Aim of the exercise
Which lines of the data include the string "Boolean"? List them all.

=== Information ===

//! Key/value storage behind `load`, `save`, `push` and `pop`.
//!
//! The runtime talks to a [`Store`] only through this trait. A persistent
//! or networked backend plugs in through
//! [`ServicesBuilder::store`](crate::api::ServicesBuilder::store);
//! [`MemoryStore`] is the default.

use std::collections::VecDeque;
use std::sync::{Condvar, Mutex};
use std::time::{Duration, Instant};

use hashbrown::HashMap;
use tracing::trace;

use crate::errors::{Error, Result};
use crate::sync::lock;
use crate::types::Type;
use crate::values::{Data, Value};

/// A thread-safe key/value store.
///
/// Missing or expired keys read as void. `push` and `pop` treat a key as a
/// FIFO list.
pub trait Store: Send + Sync {
    fn get(&self, key: &str) -> Result<Value>;

    /// Store `value`, replacing what was there. With a `ttl`, the key
    /// reads as missing once it elapses.
    fn set(&self, key: &str, value: Value, ttl: Option<Duration>) -> Result<()>;

    /// Append to the list at `key`, creating it if needed.
    fn push(&self, key: &str, value: Value) -> Result<()>;

    /// Take the first element of the list at `key`, waiting up to
    /// `timeout` for one to arrive. Void if none did.
    fn pop(&self, key: &str, timeout: Duration) -> Result<Value>;

    /// Forget `key`. Returns whether it was present.
    fn remove(&self, key: &str) -> Result<bool>;
}

enum Slot {
    Single(Value),
    List(VecDeque<Value>),
}

struct Record {
    slot: Slot,
    expires: Option<Instant>,
}

impl Record {
    fn is_live(&self, now: Instant) -> bool {
        self.expires.is_none_or(|expires| expires > now)
    }
}

/// Process-local [`Store`].
#[derive(Default)]
pub struct MemoryStore {
    records: Mutex<HashMap<String, Record>>,
    pushed: Condvar,
}

impl MemoryStore {
    pub fn new() -> Self {
        Self::default()
    }

    /// Number of live keys.
    pub fn len(&self) -> usize {
        let now = Instant::now();
        lock(&self.records)
            .values()
            .filter(|record| record.is_live(now))
            .count()
    }

    pub fn is_empty(&self) -> bool {
        self.len() == 0
    }

    fn evict(records: &mut HashMap<String, Record>, key: &str) {
        let now = Instant::now();
        if records.get(key).is_some_and(|record| !record.is_live(now)) {
            records.remove(key);
        }
    }

    fn take_front(records: &mut HashMap<String, Record>, key: &str) -> Result<Option<Value>> {
        Self::evict(records, key);
        match records.get_mut(key) {
            None => Ok(None),
            Some(Record {
                slot: Slot::List(items),
                ..
            }) => Ok(items.pop_front()),
            Some(Record {
                slot: Slot::Single(value),
                ..
            }) => Err(Error::invalid_operation("pop", value.ty())),
        }
    }
}

impl Store for MemoryStore {
    fn get(&self, key: &str) -> Result<Value> {
        let mut records = lock(&self.records);
        Self::evict(&mut records, key);
        let value = match records.get(key) {
            Some(Record {
                slot: Slot::Single(value),
                ..
            }) => value.clone(),
            Some(Record {
                slot: Slot::List(items),
                ..
            }) => Value::list(items.iter().cloned().collect()),
            None => Value::void(),
        };
        trace!(key, found = !value.is_void(), "store get");
        Ok(value)
    }

    fn set(&self, key: &str, value: Value, ttl: Option<Duration>) -> Result<()> {
        if value.is_lambda() {
            return Err(Error::invalid_operation("save", Type::Block));
        }
        let slot = match value.data() {
            Data::List(items) => Slot::List(items.iter().cloned().collect()),
            _ => Slot::Single(value.clone()),
        };
        let record = Record {
            slot,
            expires: ttl.map(|ttl| Instant::now() + ttl),
        };
        lock(&self.records).insert(key.to_string(), record);
        self.pushed.notify_all();
        trace!(key, ?ttl, "store set");
        Ok(())
    }

    fn push(&self, key: &str, value: Value) -> Result<()> {
        {
            let mut records = lock(&self.records);
            Self::evict(&mut records, key);
            let record = records.entry(key.to_string()).or_insert_with(|| Record {
                slot: Slot::List(VecDeque::new()),
                expires: None,
            });
            match &mut record.slot {
                Slot::List(items) => items.push_back(value),
                Slot::Single(existing) => {
                    return Err(Error::invalid_operation("push", existing.ty()));
                }
            }
        }
        self.pushed.notify_all();
        Ok(())
    }

    fn pop(&self, key: &str, timeout: Duration) -> Result<Value> {
        let deadline = Instant::now() + timeout;
        let mut records = lock(&self.records);
        loop {
            if let Some(value) = Self::take_front(&mut records, key)? {
                return Ok(value);
            }
            let now = Instant::now();
            if now >= deadline {
                trace!(key, "store pop timed out");
                return Ok(Value::void());
            }
            records = self
                .pushed
                .wait_timeout(records, deadline - now)
                .unwrap_or_else(|poisoned| poisoned.into_inner())
                .0;
        }
    }

    fn remove(&self, key: &str) -> Result<bool> {
        let now = Instant::now();
        Ok(lock(&self.records)
            .remove(key)
            .is_some_and(|record| record.is_live(now)))
    }
}
// ============================================================================
// Meta-data
// ============================================================================

impl Value {
    pub fn meta(&self, key: &str) -> Option<String> {
        self.inner.meta.get(key).cloned()
    }

    /// A copy of this value with meta `key` set to `value`.
    pub fn with_meta(&self, key: &str, value: impl Into<String>) -> Value {
        let mut meta = self.inner.meta.clone();
        meta.insert(key.to_string(), value.into());
        self.rebuild(self.inner.errors.clone(), meta)
    }

    /// Like [`with_meta`](Self::with_meta), but refuses to overwrite a
    /// different existing entry.
    pub fn with_meta_once(&self, key: &str, value: impl Into<String>) -> Result<Value> {
        let value = value.into();
        match self.inner.meta.get(key) {
            Some(existing) if *existing == value => Ok(self.clone()),
            Some(existing) => Err(Error::new(
                ErrorKind::InvalidOperation,
                format!(
                    "Meta '{}' is already set to '{}', cannot change it to '{}'",
                    key, existing, value
                ),
            )),
            None => Ok(self.with_meta(key, value)),
        }
    }

    /// Tag this value with the fingerprint of the constraint `source`.
    ///
    /// A value may only ever carry one constraint.
    pub fn constrain(&self, source: &str) -> Result<Value> {
        let fingerprint = short_hash(source);
        match self.inner.meta.get(CONSTRAINT_META) {
            Some(existing) if *existing != fingerprint => Err(Error::new(
                ErrorKind::ConstraintViolation,
                format!("Cannot change the constraint of a value (was {})", existing),
            )),
            _ => Ok(self.with_meta(CONSTRAINT_META, fingerprint)),
        }
    }

    pub fn constraint_fingerprint(&self) -> Option<String> {
        self.meta(CONSTRAINT_META)
    }
}

// ============================================================================
// Truthiness
// ============================================================================

fn truthy_data(data: &Data) -> bool {
    match data {
        Data::Void | Data::Null(_) | Data::Error(_) | Data::Lambda(_) => false,
        Data::Boolean(b) => *b,
        Data::Integer(i) => *i != 0,
        Data::Decimal(d) => *d != 0.0 && !d.is_nan(),
        Data::String(s) => !s.is_empty(),
        Data::List(items) | Data::Sequence(items) => !items.is_empty(),
        Data::Map(entries) => !entries.is_empty(),
        Data::Queue(queue) => !queue.is_empty(),
        Data::Range(..) | Data::Infinity { .. } | Data::Date(_) | Data::Uri(_) => true,
    }
}

impl Value {
    /// Zero, empty, void, null and errors are falsy; everything else is truthy.
    pub fn truthy(&self) -> bool {
        self.forced().is_ok_and(|value| truthy_data(value.data()))
    }

    pub fn is_true(&self) -> bool {
        !self.is_neither_true_nor_false() && self.truthy()
    }

    pub fn is_false(&self) -> bool {
        !self.is_neither_true_nor_false() && !self.truthy()
    }

    /// An unresolved error state is neither true nor false.
    pub fn is_neither_true_nor_false(&self) -> bool {
        match self.forced() {
            Ok(value) => matches!(value.data(), Data::Error(_)),
            Err(_) => true,
        }
    }
}

// ============================================================================
// Equality and ordering
// ============================================================================

fn loosely_equals(a: &Value, b: &Value) -> bool {
    match (a.data(), b.data()) {
        (Data::Void, Data::Void) => true,
        (Data::Void, _) | (_, Data::Void) => false,
        (Data::Null(x), Data::Null(y)) => x == y,
        (Data::Null(_), _) | (_, Data::Null(_)) => false,
        (Data::Error(x), Data::Error(y)) => x.kind() == y.kind() && x.message() == y.message(),
        (Data::Error(_), _) | (_, Data::Error(_)) => false,
        (Data::Boolean(x), Data::Boolean(y)) => x == y,
        (Data::Date(x), Data::Date(y)) => x == y,
        (
            Data::List(x) | Data::Sequence(x),
            Data::List(y) | Data::Sequence(y),
        ) => x == y,
        (Data::Range(from_a, to_a), Data::Range(from_b, to_b)) => from_a == from_b && to_a == to_b,
        (Data::Map(x), Data::Map(y)) => {
            x.len() == y.len() && x.iter().all(|(k, v)| y.get(k).is_some_and(|w| v == w))
        }
        (Data::Queue(x), Data::Queue(y)) => Arc::ptr_eq(x, y) || x.snapshot() == y.snapshot(),
        (Data::Uri(x), Data::Uri(y)) => x.text() == y.text(),
        (x, y) => match (Number::of(x), Number::of(y)) {
            (Some(m), Some(n)) => m.numeric_eq(n),
            _ if x.is_scalar() && y.is_scalar() => a.to_human_string() == b.to_human_string(),
            _ => false,
        },
    }
}

/// Equality forces both sides. A side that fails to force is unequal to
/// everything.
impl PartialEq for Value {
    fn eq(&self, other: &Self) -> bool {
        if Arc::ptr_eq(&self.inner, &other.inner) && !self.is_lambda() {
            return true;
        }
        match (self.forced(), other.forced()) {
            (Ok(a), Ok(b)) => loosely_equals(&a, &b),
            _ => false,
        }
    }
}

fn compare_concrete(a: &Value, b: &Value) -> Result<Ordering> {
    match (a.data(), b.data()) {
        (Data::Void, Data::Void) | (Data::Null(_), Data::Null(_)) => Ok(Ordering::Equal),
        (Data::Void, _) => Ok(Ordering::Less),
        (_, Data::Void) => Ok(Ordering::Greater),
        (Data::Null(_), _) => Ok(Ordering::Less),
        (_, Data::Null(_)) => Ok(Ordering::Greater),
        (Data::Boolean(x), Data::Boolean(y)) => Ok(x.cmp(y)),
        (Data::Date(x), Data::Date(y)) => Ok(x.cmp(y)),
        (Data::String(x), Data::String(y)) => match (Number::parse(x), Number::parse(y)) {
            (Some(m), Some(n)) => Ok(m.total_cmp(n)),
            _ => Ok(x.cmp(y)),
        },
        (
            Data::List(x) | Data::Sequence(x),
            Data::List(y) | Data::Sequence(y),
        ) => {
            for (p, q) in x.iter().zip(y) {
                match p.compare(q)? {
                    Ordering::Equal => continue,
                    other => return Ok(other),
                }
            }
            Ok(x.len().cmp(&y.len()))
        }
        (x, y) => match (Number::coerce(x), Number::coerce(y)) {
            (Some(m), Some(n)) => Ok(m.total_cmp(n)),
            _ if x.is_scalar() && y.is_scalar() => Ok(a.to_human_string().cmp(&b.to_human_string())),
            _ => Err(Error::invalid_operands("compare", x.ty(), y.ty())),
        },
    }
}
fn plus_concrete(a: &Value, b: &Value) -> Result<Value> {
    Ok(match (a.data(), b.data()) {
        (Data::String(x), _) => Value::string(format!("{}{}", x, b.to_human_string())),
        (Data::List(items), _) => {
            let mut items = items.clone();
            items.push(b.clone());
            Value::list(items)
        }
        (Data::Sequence(items), _) => {
            let mut items = items.clone();
            items.push(b.clone());
            Value::sequence(items)
        }
        (Data::Map(x), Data::Map(y)) => {
            let mut merged = x.clone();
            merged.extend(y.iter().map(|(k, v)| (k.clone(), v.clone())));
            Value::map(merged)
        }
        (Data::Range(from, to), _) if b.is_number() => Value::range(from.plus(b)?, to.plus(b)?),
        (Data::Date(millis), _) if b.is_number() => shift_days(*millis, b)?,
        (x, Data::String(y)) if x.is_scalar() => {
            Value::string(format!("{}{}", a.to_human_string(), y))
        }
        (x, Data::List(items)) if x.is_scalar() => {
            let mut prepended = Vec::with_capacity(items.len() + 1);
            prepended.push(a.clone());
            prepended.extend(items.iter().cloned());
            Value::list(prepended)
        }
        _ => numeric("+", a, b, Number::add)?,
    })
}
//! Public API for embedding the Dollar runtime.
//!
//! A host creates one [`Runtime`], asks it for root scopes, and builds
//! deferred computations over those scopes (usually from a parser's
//! output). Unhandled errors reach the host through an [`ErrorSink`].
//!
//! # Example
//!
//! ```
//! use dollar_core::api::{Runtime, RuntimeOptions};
//! use dollar_core::scope::Declaration;
//! use dollar_core::{Value, lambda};
//!
//! let runtime = Runtime::new(RuntimeOptions::default(), |_| {});
//! let scope = runtime.root_scope("var age = 44; age >= 18");
//!
//! scope.declare("age", Value::from(44), Declaration::new()).unwrap();
//! let age = lambda::variable(&scope, "age").unwrap();
//! let adult = {
//!     let age = age.clone();
//!     lambda::wrap(&scope, vec![age.clone()], ">=", move |_| {
//!         Ok(Value::from(age.compare(&Value::from(18))?.is_ge()))
//!     })
//! };
//!
//! assert_eq!(adult.fix(false).unwrap(), Value::from(true));
//! scope.set("age", Value::from(10)).unwrap();
//! assert_eq!(adult.fix(false).unwrap(), Value::from(false));
//! ```

pub mod error;
pub mod options;
pub mod runtime;

pub use error::{CollectingSink, ErrorSink, LogSink, Report};
pub use options::{Configuration, RuntimeOptions};
pub use runtime::{Runtime, ServicesBuilder};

===

Answer to this task
        Data::Boolean(b) => *b,
        (Data::Boolean(x), Data::Boolean(y)) => x == y,
        (Data::Boolean(x), Data::Boolean(y)) => Ok(x.cmp(y)),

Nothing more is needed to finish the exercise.